PROBLEM TO SOLVE - Each line in the listing below that contains "push" should be returned.

DATA FOR THIS EXERCISE -
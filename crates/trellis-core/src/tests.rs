#[cfg(test)]
mod tests {
    use crate::animation::*;
    use crate::*;
    use std::cell::RefCell;
    use std::rc::Rc;
    use web_time::{Duration, Instant};

    #[test]
    fn test_normalize_collapses_unbounded_edges() {
        let r = BoxRect::new(5.0, 2.0, f32::INFINITY, f32::INFINITY).normalize();
        assert_eq!(r, BoxRect::new(5.0, 2.0, 5.0, 2.0));

        let swapped = BoxRect::new(10.0, 10.0, 0.0, 4.0).normalize();
        assert_eq!(swapped, BoxRect::new(0.0, 4.0, 10.0, 10.0));

        let nan = BoxRect::new(f32::NAN, 0.0, 3.0, f32::NAN).normalize();
        assert_eq!(nan, BoxRect::new(0.0, 0.0, 3.0, 0.0));

        assert_eq!(BoxRect::INVERTED_EXTREMA.normalize(), BoxRect::ZERO);
    }

    #[test]
    fn test_expand_and_contains() {
        let content = BoxRect::from_size(Size::new(80.0, 20.0)).translate(Vec2::new(4.0, 4.0));
        let boundary = content.expand(Insets::uniform(4.0));
        assert_eq!(boundary, BoxRect::new(0.0, 0.0, 88.0, 28.0));
        assert!(boundary.contains_rect(&content));
        assert!(boundary.contains(Vec2::new(1.0, 1.0)));
        assert!(!content.contains(Vec2::new(1.0, 1.0)));
    }

    #[test]
    fn test_matrix_compose_and_invert() {
        let m = Matrix::uniform_scale(2.0).then(&Matrix::translation(Vec2::new(10.0, 5.0)));
        let p = m.transform_point(Vec2::new(1.0, 1.0));
        assert_eq!(p, Vec2::new(12.0, 7.0));

        let inv = m.invert().expect("invertible");
        let back = inv.transform_point(p);
        assert!((back.x - 1.0).abs() < 1e-5 && (back.y - 1.0).abs() < 1e-5);

        assert!(Matrix::uniform_scale(0.0).invert().is_none());
        assert_eq!(Matrix::IDENTITY * Matrix::IDENTITY, Matrix::IDENTITY);
    }

    #[test]
    fn test_rotation_quarter_turn() {
        let m = Matrix::rotation(std::f32::consts::FRAC_PI_2);
        let p = m.transform_point(Vec2::new(1.0, 0.0));
        assert!(p.x.abs() < 1e-5);
        assert!((p.y - 1.0).abs() < 1e-5);
    }

    #[test]
    fn test_animator_endpoints_and_monotonic() {
        let start = Instant::now();
        let before = AnimatorState {
            opacity: 0.0,
            ..AnimatorState::with_matrix(Matrix::translation(Vec2::new(0.0, 0.0)))
        };
        let after = AnimatorState::with_matrix(Matrix::translation(Vec2::new(100.0, 0.0)));
        let mut anim = Animator::with_states(
            AnimationSpec::tween(Duration::from_millis(100), Easing::Linear),
            before,
            after,
        );

        anim.restart(start);
        assert!(anim.is_running());
        assert_eq!(*anim.current(), before);

        let mut last = -1.0;
        for ms in [10u64, 25, 50, 75, 99] {
            assert!(anim.update(start + Duration::from_millis(ms)));
            let x = anim.current().matrix.m31;
            assert!(x > last, "not monotonic at {ms}ms");
            last = x;
        }

        assert!(!anim.update(start + Duration::from_millis(100)));
        assert!(!anim.is_running());
        assert_eq!(anim.progress(), 1.0);
        assert_eq!(*anim.current(), after);

        // Stays at the final value once inert.
        anim.update(start + Duration::from_millis(500));
        assert_eq!(*anim.current(), after);
    }

    #[test]
    fn test_animator_zero_duration_and_delay() {
        let start = Instant::now();
        let mut anim = Animator::with_states(
            AnimationSpec::instant().with_delay(Duration::from_millis(20)),
            AnimatorState::default(),
            AnimatorState {
                opacity: 0.0,
                ..AnimatorState::default()
            },
        );
        anim.restart(start);
        assert!(anim.update(start + Duration::from_millis(10)));
        assert_eq!(anim.current().opacity, 1.0);
        assert!(!anim.update(start + Duration::from_millis(20)));
        assert_eq!(anim.current().opacity, 0.0);
    }

    #[test]
    fn test_animated_value_with_manual_clock() {
        let clock = ManualClock::new(Instant::now());
        let mut v = AnimatedValue::new(0.0f32, AnimationSpec::tween(Duration::from_millis(100), Easing::Linear));
        v.set_target(10.0, clock.now());
        assert!(v.is_animating());

        clock.advance(Duration::from_millis(50));
        assert!(v.update(clock.now()));
        assert!((*v.get() - 5.0).abs() < 0.01);

        clock.advance(Duration::from_millis(60));
        assert!(!v.update(clock.now()));
        assert_eq!(*v.get(), 10.0);
    }

    #[test]
    fn test_manual_clock_clones_share_time() {
        let a = ManualClock::default();
        let b = a.clone();
        let t0 = a.now();
        b.advance(Duration::from_millis(16));
        assert_eq!(a.now() - t0, Duration::from_millis(16));
    }

    #[test]
    fn test_observed_compare_and_notify() {
        struct Owner;
        let seen = Rc::new(RefCell::new(Vec::new()));
        let mut p: Observed<Owner, f32> = Observed::new("value", 1.0);
        {
            let seen = seen.clone();
            p.on_change(move |c| seen.borrow_mut().push((c.previous, c.next)));
        }

        assert!(!p.set(1.0));
        assert!(p.set(2.0));
        assert_eq!(*p.get(), 2.0);
        assert_eq!(p.generation(), 1);
        assert_eq!(*seen.borrow(), vec![(1.0, 2.0)]);
    }

    #[test]
    fn test_observed_veto() {
        let mut p: Observed<(), i32> = Observed::new("count", 0);
        p.on_change(|c| {
            if c.next < 0 {
                c.cancel = true;
            }
        });
        assert!(!p.set(-1));
        assert_eq!(*p.get(), 0);
        assert!(p.set(3));
        assert_eq!(*p.get(), 3);
    }

    #[test]
    fn test_listeners_run_in_order() {
        let order = Rc::new(RefCell::new(Vec::new()));
        let mut l: Listeners<u32> = Listeners::new();
        for i in 0..3 {
            let order = order.clone();
            l.add(move |v| {
                order.borrow_mut().push(i);
                *v += 1;
            });
        }
        let mut arg = 0;
        l.emit(&mut arg);
        assert_eq!(arg, 3);
        assert_eq!(*order.borrow(), vec![0, 1, 2]);
    }

    #[test]
    fn test_copy_to_applies_transform_and_tint() {
        let mut src = DrawList::new();
        src.add_rect(BoxRect::new(0.0, 0.0, 10.0, 10.0), Color::WHITE);
        let mut dst = DrawList::new();
        src.copy_to(
            &mut dst,
            &Matrix::translation(Vec2::new(5.0, 5.0)),
            Color::opacity_tint(0.5),
        );
        match &dst.commands[0] {
            DrawCommand::Quad { points, color, .. } => {
                assert_eq!(points[0], Vec2::new(5.0, 5.0));
                assert_eq!(points[2], Vec2::new(15.0, 15.0));
                assert_eq!(color.3, 128);
            }
            other => panic!("unexpected command {other:?}"),
        }
        assert_eq!(dst.bounds(), BoxRect::new(5.0, 5.0, 15.0, 15.0));
    }

    #[test]
    fn test_headless_backend_rent_and_return() {
        let mut backend = HeadlessBackend::new();
        let mut list = backend.rent_draw_list();
        list.add_rect(BoxRect::new(10.0, 10.0, 20.0, 20.0), Color::BLACK);

        let tex = backend
            .rent_texture(&list, BoxRect::new(10.0, 10.0, 30.0, 30.0))
            .expect("texture");
        let target = backend.target(tex).expect("live");
        assert_eq!(target.size, Size::new(20.0, 20.0));
        assert_eq!(target.contents.bounds(), BoxRect::new(0.0, 0.0, 10.0, 10.0));

        backend.return_texture(tex);
        assert_eq!(backend.live_targets(), 0);
        assert!(backend.rent_texture(&list, BoxRect::ZERO).is_none());
        backend.return_draw_list(list);
        assert!(backend.rent_draw_list().is_empty());
    }

    #[test]
    fn test_error_checks() {
        assert!(error::check_unit("alignment", 0.5).is_ok());
        assert!(matches!(
            error::check_unit("alignment", 1.5),
            Err(ControlError::InvalidArgument { name: "alignment", .. })
        ));
        assert!(error::check_non_negative("margin", f32::NAN).is_err());
        assert!(error::check_non_negative("margin", -1.0).is_err());
    }

    #[test]
    fn test_wheel_directions() {
        assert_eq!(WheelIntercept::from_delta(Vec2::new(0.0, -1.0)), WheelIntercept::DOWN);
        assert_eq!(
            WheelIntercept::from_delta(Vec2::new(1.0, 1.0)),
            WheelIntercept::UP | WheelIntercept::RIGHT
        );
        assert!(WheelIntercept::from_delta(Vec2::ZERO).is_empty());
    }

    #[test]
    fn test_color_hex_and_modulate() {
        assert_eq!(Color::from_hex("#FFFFFF20"), Color(255, 255, 255, 0x20));
        assert_eq!(Color::from_hex("#33BB33"), Color(0x33, 0xBB, 0x33, 255));
        assert_eq!(Color::WHITE.modulate(Color::opacity_tint(0.0)).3, 0);
        assert_eq!(Color(200, 100, 50, 255).modulate(Color::WHITE), Color(200, 100, 50, 255));
    }
}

RESPONSE -
            p.on_change(move |c| seen.borrow_mut().push((c.previous, c.next)));
                order.borrow_mut().push(i);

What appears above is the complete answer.